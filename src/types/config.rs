//! Configuration structures.
//!
//! Configuration is loaded from environment variables once at startup and
//! passed by value into the registry and adapter constructors.

use serde::{Deserialize, Serialize};
use std::time::Duration;
use tracing_subscriber::EnvFilter;

use super::errors::{Error, Result};

/// Global gateway configuration.
#[derive(Debug, Clone, Serialize, Deserialize, Default)]
pub struct Config {
    /// Server configuration.
    #[serde(default)]
    pub server: ServerConfig,

    /// Inventory/ticketing REST backend.
    #[serde(default)]
    pub rest: RestConfig,

    /// Graph database connection. `None` disables graph tools only.
    #[serde(default)]
    pub graph: Option<GraphConfig>,

    /// Log and metrics query backends.
    #[serde(default)]
    pub observability_backends: QueryBackendsConfig,

    /// Outbound call limits.
    #[serde(default)]
    pub limits: CallLimits,

    /// Process log output.
    #[serde(default)]
    pub logging: LoggingConfig,
}

/// Server configuration.
#[derive(Debug, Clone, Serialize, Deserialize)]
pub struct ServerConfig {
    /// HTTP bind address.
    pub listen_addr: String,
}

impl Default for ServerConfig {
    fn default() -> Self {
        Self {
            listen_addr: "0.0.0.0:3001".to_string(),
        }
    }
}

/// REST backend configuration.
#[derive(Clone, Serialize, Deserialize, Default)]
pub struct RestConfig {
    /// Base URL, e.g. `https://manifest.example.com`.
    pub base_url: Option<String>,
    pub api_key: String,
    pub org_key: String,
    /// Sent as an extra header only when set.
    pub org_id: Option<String>,
}

// Keeps credentials out of logs.
impl std::fmt::Debug for RestConfig {
    fn fmt(&self, f: &mut std::fmt::Formatter<'_>) -> std::fmt::Result {
        f.debug_struct("RestConfig")
            .field("base_url", &self.base_url)
            .field("api_key", &redact(&self.api_key))
            .field("org_key", &redact(&self.org_key))
            .field("org_id", &self.org_id)
            .finish()
    }
}

/// Graph database connection settings.
#[derive(Clone, Serialize, Deserialize)]
pub struct GraphConfig {
    pub uri: String,
    pub username: String,
    pub password: String,
}

impl std::fmt::Debug for GraphConfig {
    fn fmt(&self, f: &mut std::fmt::Formatter<'_>) -> std::fmt::Result {
        f.debug_struct("GraphConfig")
            .field("uri", &self.uri)
            .field("username", &self.username)
            .field("password", &redact(&self.password))
            .finish()
    }
}

/// Log/metrics backend base URLs.
#[derive(Debug, Clone, Serialize, Deserialize, Default)]
pub struct QueryBackendsConfig {
    pub logs_url: Option<String>,
    pub metrics_url: Option<String>,
}

/// Per-call limits applied to every backend request.
#[derive(Debug, Clone, Serialize, Deserialize)]
pub struct CallLimits {
    /// Upper bound for one backend call; exceeding it is a transport failure.
    #[serde(with = "humantime_serde")]
    pub request_timeout: Duration,
}

impl Default for CallLimits {
    fn default() -> Self {
        Self {
            request_timeout: Duration::from_secs(30),
        }
    }
}

/// Log line encoding.
#[derive(Debug, Clone, Copy, PartialEq, Eq, Serialize, Deserialize, Default)]
#[serde(rename_all = "lowercase")]
pub enum LogFormat {
    #[default]
    Compact,
    Json,
}

/// Tracing subscriber settings.
#[derive(Debug, Clone, Serialize, Deserialize)]
pub struct LoggingConfig {
    pub format: LogFormat,
    /// `EnvFilter` directives, e.g. `info,toolgate=debug`.
    pub filter: String,
}

impl Default for LoggingConfig {
    fn default() -> Self {
        Self {
            format: LogFormat::Compact,
            filter: "info".to_string(),
        }
    }
}

fn redact(secret: &str) -> &'static str {
    if secret.is_empty() {
        ""
    } else {
        "***"
    }
}

impl Config {
    /// Load configuration from the process environment.
    pub fn from_env() -> Result<Self> {
        Self::from_lookup(|key| std::env::var(key).ok())
    }

    /// Load configuration from an arbitrary key lookup. Empty values count as
    /// unset.
    pub fn from_lookup<F>(lookup: F) -> Result<Self>
    where
        F: Fn(&str) -> Option<String>,
    {
        let get = |key: &str| lookup(key).map(|v| v.trim().to_string()).filter(|v| !v.is_empty());

        let mut config = Config::default();

        if let Some(addr) = get("TOOLGATE_LISTEN_ADDR") {
            config.server.listen_addr = addr;
        } else if let Some(port) = get("PORT") {
            let port: u16 = port
                .parse()
                .map_err(|_| Error::config(format!("PORT must be a port number, got '{port}'")))?;
            config.server.listen_addr = format!("0.0.0.0:{port}");
        }

        config.rest = RestConfig {
            base_url: get("MANIFEST_API_URL").map(|u| u.trim_end_matches('/').to_string()),
            api_key: get("MANIFEST_API_KEY").unwrap_or_default(),
            org_key: get("MANIFEST_ORG_KEY").unwrap_or_default(),
            org_id: get("MANIFEST_ORG_ID"),
        };

        config.graph = match (get("NEO4J_URI"), get("NEO4J_USERNAME"), get("NEO4J_PASSWORD")) {
            (Some(uri), Some(username), Some(password)) => Some(GraphConfig {
                uri,
                username,
                password,
            }),
            (Some(_), _, _) => {
                return Err(Error::config(
                    "NEO4J_URI is set but NEO4J_USERNAME or NEO4J_PASSWORD is missing",
                ))
            }
            _ => None,
        };

        config.observability_backends = QueryBackendsConfig {
            logs_url: get("VICTORIA_LOGS_API_URL")
                .or_else(|| get("VICTORIA_LOGS_URL"))
                .map(|u| u.trim_end_matches('/').to_string()),
            metrics_url: get("VICTORIA_METRICS_URL").map(|u| u.trim_end_matches('/').to_string()),
        };

        if let Some(raw) = get("TOOLGATE_REQUEST_TIMEOUT") {
            let timeout = humantime::parse_duration(&raw).map_err(|e| {
                Error::config(format!("TOOLGATE_REQUEST_TIMEOUT '{raw}': {e}"))
            })?;
            if timeout.is_zero() {
                return Err(Error::config("TOOLGATE_REQUEST_TIMEOUT must be positive"));
            }
            config.limits.request_timeout = timeout;
        }

        if let Some(format) = get("TOOLGATE_LOG_FORMAT") {
            config.logging.format = match format.to_ascii_lowercase().as_str() {
                "json" => LogFormat::Json,
                "compact" | "text" | "plain" => LogFormat::Compact,
                _ => {
                    return Err(Error::config(format!(
                        "TOOLGATE_LOG_FORMAT must be 'json' or 'compact', got '{format}'"
                    )))
                }
            };
        }
        if let Some(filter) = get("RUST_LOG") {
            EnvFilter::try_new(&filter)
                .map_err(|e| Error::config(format!("RUST_LOG '{filter}': {e}")))?;
            config.logging.filter = filter;
        }

        Ok(config)
    }
}

#[cfg(test)]
mod tests {
    use super::*;
    use std::collections::HashMap;

    fn lookup(pairs: &[(&str, &str)]) -> impl Fn(&str) -> Option<String> {
        let map: HashMap<String, String> = pairs
            .iter()
            .map(|(k, v)| (k.to_string(), v.to_string()))
            .collect();
        move |key| map.get(key).cloned()
    }

    #[test]
    fn test_defaults_when_environment_empty() {
        let config = Config::from_lookup(lookup(&[])).unwrap();
        assert_eq!(config.server.listen_addr, "0.0.0.0:3001");
        assert!(config.rest.base_url.is_none());
        assert!(config.graph.is_none());
        assert_eq!(config.limits.request_timeout, Duration::from_secs(30));
        assert_eq!(config.logging.format, LogFormat::Compact);
        assert_eq!(config.logging.filter, "info");
    }

    #[test]
    fn test_full_environment() {
        let config = Config::from_lookup(lookup(&[
            ("PORT", "8080"),
            ("MANIFEST_API_URL", "https://manifest.local/"),
            ("MANIFEST_API_KEY", "key"),
            ("MANIFEST_ORG_KEY", "org"),
            ("MANIFEST_ORG_ID", "42"),
            ("NEO4J_URI", "bolt://graph:7687"),
            ("NEO4J_USERNAME", "neo4j"),
            ("NEO4J_PASSWORD", "secret"),
            ("VICTORIA_LOGS_API_URL", "http://logs:9428/"),
            ("VICTORIA_METRICS_URL", "http://metrics:8428/"),
            ("TOOLGATE_REQUEST_TIMEOUT", "5s"),
            ("TOOLGATE_LOG_FORMAT", "JSON"),
            ("RUST_LOG", "info,toolgate=debug"),
        ]))
        .unwrap();

        assert_eq!(config.server.listen_addr, "0.0.0.0:8080");
        assert_eq!(config.rest.base_url.as_deref(), Some("https://manifest.local"));
        assert_eq!(config.rest.org_id.as_deref(), Some("42"));
        assert_eq!(config.graph.as_ref().unwrap().uri, "bolt://graph:7687");
        assert_eq!(
            config.observability_backends.metrics_url.as_deref(),
            Some("http://metrics:8428")
        );
        assert_eq!(
            config.observability_backends.logs_url.as_deref(),
            Some("http://logs:9428")
        );
        assert_eq!(config.limits.request_timeout, Duration::from_secs(5));
        assert_eq!(config.logging.format, LogFormat::Json);
        assert_eq!(config.logging.filter, "info,toolgate=debug");
    }

    #[test]
    fn test_logs_url_alias() {
        let config = Config::from_lookup(lookup(&[("VICTORIA_LOGS_URL", "http://legacy:9428")])).unwrap();
        assert_eq!(
            config.observability_backends.logs_url.as_deref(),
            Some("http://legacy:9428")
        );

        let config = Config::from_lookup(lookup(&[
            ("VICTORIA_LOGS_API_URL", "http://primary:9428"),
            ("VICTORIA_LOGS_URL", "http://legacy:9428"),
        ]))
        .unwrap();
        assert_eq!(
            config.observability_backends.logs_url.as_deref(),
            Some("http://primary:9428")
        );
    }

    #[test]
    fn test_listen_addr_wins_over_port() {
        let config = Config::from_lookup(lookup(&[
            ("TOOLGATE_LISTEN_ADDR", "127.0.0.1:9000"),
            ("PORT", "8080"),
        ]))
        .unwrap();
        assert_eq!(config.server.listen_addr, "127.0.0.1:9000");
    }

    #[test]
    fn test_rejects_bad_values() {
        assert!(Config::from_lookup(lookup(&[("PORT", "http")])).is_err());
        assert!(Config::from_lookup(lookup(&[("TOOLGATE_REQUEST_TIMEOUT", "soon")])).is_err());
        assert!(Config::from_lookup(lookup(&[("TOOLGATE_REQUEST_TIMEOUT", "0s")])).is_err());
        assert!(Config::from_lookup(lookup(&[("NEO4J_URI", "bolt://x")])).is_err());
        assert!(Config::from_lookup(lookup(&[("TOOLGATE_LOG_FORMAT", "xml")])).is_err());
    }

    #[test]
    fn test_debug_redacts_secrets() {
        let config = Config::from_lookup(lookup(&[
            ("MANIFEST_API_KEY", "topsecret"),
            ("NEO4J_URI", "bolt://x"),
            ("NEO4J_USERNAME", "neo4j"),
            ("NEO4J_PASSWORD", "hunter2"),
        ]))
        .unwrap();
        let rendered = format!("{config:?}");
        assert!(!rendered.contains("topsecret"));
        assert!(!rendered.contains("hunter2"));
    }
}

───

_Task instructions_
Every line with "bolt" in it should be copied from the entries.

_The answer_
            ("NEO4J_URI", "bolt://graph:7687"),
        assert_eq!(config.graph.as_ref().unwrap().uri, "bolt://graph:7687");
        assert!(Config::from_lookup(lookup(&[("NEO4J_URI", "bolt://x")])).is_err());
            ("NEO4J_URI", "bolt://x"),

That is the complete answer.